Amazon didn’t go it alone when adding Docker to EC2. Ben Golub, CEO of Docker, took the stage during the keynote to discuss ECS and the close affiliation between Amazon and Docker that appears to be in its first stages. In a blog post released later that day, Golub made note of the mutual benefits for Docker and Amazon users, such as direct access to applications for AWS users in Docker Hub.
“The initial focus of the Amazon EC2 Container Service,” Golib wrote, “is to address multi-container, multi-host clustering, which aligns with customer requirements for high-performance and scale as they move their Dockerized distributed applications into production. … Amazon and Docker have a longer-term plan to provide close integration between the Amazon EC2 Container Service and the growing ecosystem of Docker-based services.”
ECS constitutes a shot at rival cloud services, notably Google and Microsoft, adding container support.
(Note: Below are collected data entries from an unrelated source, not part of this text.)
use axum::{
    extract::{Query, State},
    Json,
};
use serde::Deserialize;

use crate::{
    constants::ANONYMOUS_USER,
    error::{AppError, Result},
    models::{ApiResponse, BatchedCall, BudgetDecision, DailyUsage, SponsoredTransactionRequest},
    services::sponsored_transactions::{BatchExecution, SponsoredExecution},
};

use super::AppState;

#[derive(Debug, Deserialize)]
pub struct BatchRequest {
    pub address: Option<String>,
    pub calls: Vec<BatchedCall>,
}

#[derive(Debug, Deserialize)]
pub struct UsageQuery {
    pub address: Option<String>,
}

/// Normalizes the caller-supplied address, falling back to the anonymous
/// identity the client uses when no wallet is connected.
fn resolve_address(address: Option<String>) -> Result<String> {
    match address {
        Some(addr) => {
            let trimmed = addr.trim();
            if trimmed.is_empty() {
                return Err(AppError::BadRequest("address must not be empty".to_string()));
            }
            Ok(trimmed.to_string())
        }
        None => Ok(ANONYMOUS_USER.to_string()),
    }
}

/// POST /api/v1/transactions/sponsored
/// Gates and simulates one gas-free transaction. Quota or budget denial
/// is a 200 with `executed: false`, never an error status.
pub async fn execute_sponsored(
    State(state): State<AppState>,
    Json(req): Json<SponsoredTransactionRequest>,
) -> Result<Json<ApiResponse<SponsoredExecution>>> {
    let address = resolve_address(req.address)?;
    if let Some(cost) = req.gas_cost {
        if !cost.is_finite() || cost < 0.0 {
            return Err(AppError::BadRequest("gasCost must be non-negative".to_string()));
        }
    }

    let outcome = state
        .sponsor
        .execute(&address, req.transaction_type, req.gas_cost)
        .await;

    Ok(Json(ApiResponse::success(outcome)))
}

/// POST /api/v1/transactions/batch
pub async fn execute_batch(
    State(state): State<AppState>,
    Json(req): Json<BatchRequest>,
) -> Result<Json<ApiResponse<BatchExecution>>> {
    let address = resolve_address(req.address)?;
    let batch = state.sponsor.execute_batch(&req.calls).await?;
    tracing::debug!("Batch simulated for {}", address);
    Ok(Json(ApiResponse::success(batch)))
}

/// GET /api/v1/transactions/usage?address=
pub async fn get_usage(
    State(state): State<AppState>,
    Query(query): Query<UsageQuery>,
) -> Result<Json<ApiResponse<DailyUsage>>> {
    let address = resolve_address(query.address)?;
    let usage = state.limiter.get_daily_usage(&address).await;
    Ok(Json(ApiResponse::success(usage)))
}

/// GET /api/v1/transactions/budget
pub async fn get_budget(
    State(state): State<AppState>,
) -> Result<Json<ApiResponse<BudgetDecision>>> {
    // Fail-open: if the balance lookup ever becomes a real paymaster
    // call and that call fails, the demo gate stays available.
    let decision = match state.limiter.check_budget_limit().await {
        Ok(decision) => decision,
        Err(e) => {
            tracing::warn!("Budget check unavailable, failing open: {}", e);
            BudgetDecision {
                can_proceed: true,
                reason: None,
                estimated_days_remaining: None,
                current_balance: None,
            }
        }
    };
    Ok(Json(ApiResponse::success(decision)))
}

#[cfg(test)]
mod tests {
    use super::*;
    use crate::config::test_config;
    use crate::models::TransactionType;

    #[test]
    fn missing_address_falls_back_to_anonymous() {
        assert_eq!(resolve_address(None).unwrap(), ANONYMOUS_USER);
    }

    #[test]
    fn blank_address_is_rejected() {
        assert!(resolve_address(Some("   ".to_string())).is_err());
    }

    #[tokio::test]
    async fn sponsored_denial_is_a_normal_response() {
        let state = AppState::new(test_config());

        let first = execute_sponsored(
            State(state.clone()),
            Json(SponsoredTransactionRequest {
                address: Some("0xABC".to_string()),
                transaction_type: TransactionType::Game,
                gas_cost: Some(0.25),
            }),
        )
        .await
        .unwrap();
        assert!(first.0.data.executed);

        let second = execute_sponsored(
            State(state),
            Json(SponsoredTransactionRequest {
                address: Some("0xabc".to_string()),
                transaction_type: TransactionType::Game,
                gas_cost: None,
            }),
        )
        .await
        .unwrap();
        assert!(!second.0.data.executed);
        assert_eq!(
            second.0.data.reason.as_deref(),
            Some("Daily game limit reached (1/day)")
        );
    }

    #[tokio::test]
    async fn negative_gas_cost_is_rejected() {
        let state = AppState::new(test_config());
        let result = execute_sponsored(
            State(state),
            Json(SponsoredTransactionRequest {
                address: Some("0xabc".to_string()),
                transaction_type: TransactionType::Game,
                gas_cost: Some(-1.0),
            }),
        )
        .await;
        assert!(result.is_err());
    }

    #[tokio::test]
    async fn usage_reflects_executed_transactions() {
        let state = AppState::new(test_config());
        state
            .sponsor
            .execute("0xabc", TransactionType::Game, None)
            .await;

        let usage = get_usage(
            State(state),
            Query(UsageQuery {
                address: Some("0xABC".to_string()),
            }),
        )
        .await
        .unwrap();
        assert_eq!(usage.0.data.game.used, 1);
        assert_eq!(usage.0.data.game.limit, 1);
        assert_eq!(usage.0.data.social.used, 0);
    }

    #[tokio::test]
    async fn budget_starts_fully_funded() {
        let state = AppState::new(test_config());
        let budget = get_budget(State(state)).await.unwrap();
        assert!(budget.0.data.can_proceed);
        assert_eq!(budget.0.data.current_balance, Some(500.0));
    }
}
But Amazon also is taking aim at stand-alone Linux vendors like Red Hat, Canonical, Suse, and CoreOS, all of which have been reinventing their respective distributions to become more container-centric.
Rather than have customers use those Linuxes on their own or place an instance of those Linuxes in EC2 and use that to manage containers, Amazon wants customers to launch containers directly in EC2, without the overhead of OS or cluster management — albeit at the cost of being more dependent on the Amazon way.
Another service that may face competition from ECS is AWS Elastic Beanstalk, Amazon’s deployment system for Web applications. The service was recently upgraded to support Docker-ized applications, but may spark interest outside of ECS. For one, it has the slight advantage of supporting applications that run on both Linux and Windows Server, whereas Docker is currently Linux-only — though that’s about to change.